» About this task:
Your task is to find every line in the records that holds the string "never" and copy it.

» The data:

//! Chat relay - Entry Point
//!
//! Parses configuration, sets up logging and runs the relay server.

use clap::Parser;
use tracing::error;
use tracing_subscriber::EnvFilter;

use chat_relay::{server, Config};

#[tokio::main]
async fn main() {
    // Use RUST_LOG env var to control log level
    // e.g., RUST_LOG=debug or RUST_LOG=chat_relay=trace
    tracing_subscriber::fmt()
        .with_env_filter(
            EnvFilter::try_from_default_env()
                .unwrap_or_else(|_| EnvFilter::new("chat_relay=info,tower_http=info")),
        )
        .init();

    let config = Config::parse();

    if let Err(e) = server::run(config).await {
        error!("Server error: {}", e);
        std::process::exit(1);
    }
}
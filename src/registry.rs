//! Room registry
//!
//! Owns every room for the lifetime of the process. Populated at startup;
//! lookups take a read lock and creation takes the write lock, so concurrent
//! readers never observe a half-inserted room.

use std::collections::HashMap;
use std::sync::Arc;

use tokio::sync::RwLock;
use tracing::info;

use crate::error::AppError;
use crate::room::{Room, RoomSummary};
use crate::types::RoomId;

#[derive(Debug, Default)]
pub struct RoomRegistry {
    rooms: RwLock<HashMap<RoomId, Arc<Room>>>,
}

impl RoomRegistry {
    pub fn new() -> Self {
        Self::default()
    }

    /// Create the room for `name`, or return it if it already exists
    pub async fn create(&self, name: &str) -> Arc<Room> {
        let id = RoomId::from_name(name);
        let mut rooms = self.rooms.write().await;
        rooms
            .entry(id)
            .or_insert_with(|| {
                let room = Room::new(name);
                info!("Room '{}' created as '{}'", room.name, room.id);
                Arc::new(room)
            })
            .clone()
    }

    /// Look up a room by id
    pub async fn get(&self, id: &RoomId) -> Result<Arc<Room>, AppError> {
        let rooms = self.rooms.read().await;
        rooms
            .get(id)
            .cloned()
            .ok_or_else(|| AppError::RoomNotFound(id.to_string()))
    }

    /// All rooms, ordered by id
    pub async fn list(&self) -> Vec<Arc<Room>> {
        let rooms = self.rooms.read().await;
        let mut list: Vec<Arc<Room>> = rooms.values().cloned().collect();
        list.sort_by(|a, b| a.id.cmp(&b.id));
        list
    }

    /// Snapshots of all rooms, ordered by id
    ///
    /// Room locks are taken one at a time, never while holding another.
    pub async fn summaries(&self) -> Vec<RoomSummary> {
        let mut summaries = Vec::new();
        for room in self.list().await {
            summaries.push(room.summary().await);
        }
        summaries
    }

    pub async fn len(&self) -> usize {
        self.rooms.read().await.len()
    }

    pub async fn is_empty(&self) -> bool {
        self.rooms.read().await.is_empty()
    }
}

» Exercise result:
//! readers never observe a half-inserted room.
    /// Room locks are taken one at a time, never while holding another.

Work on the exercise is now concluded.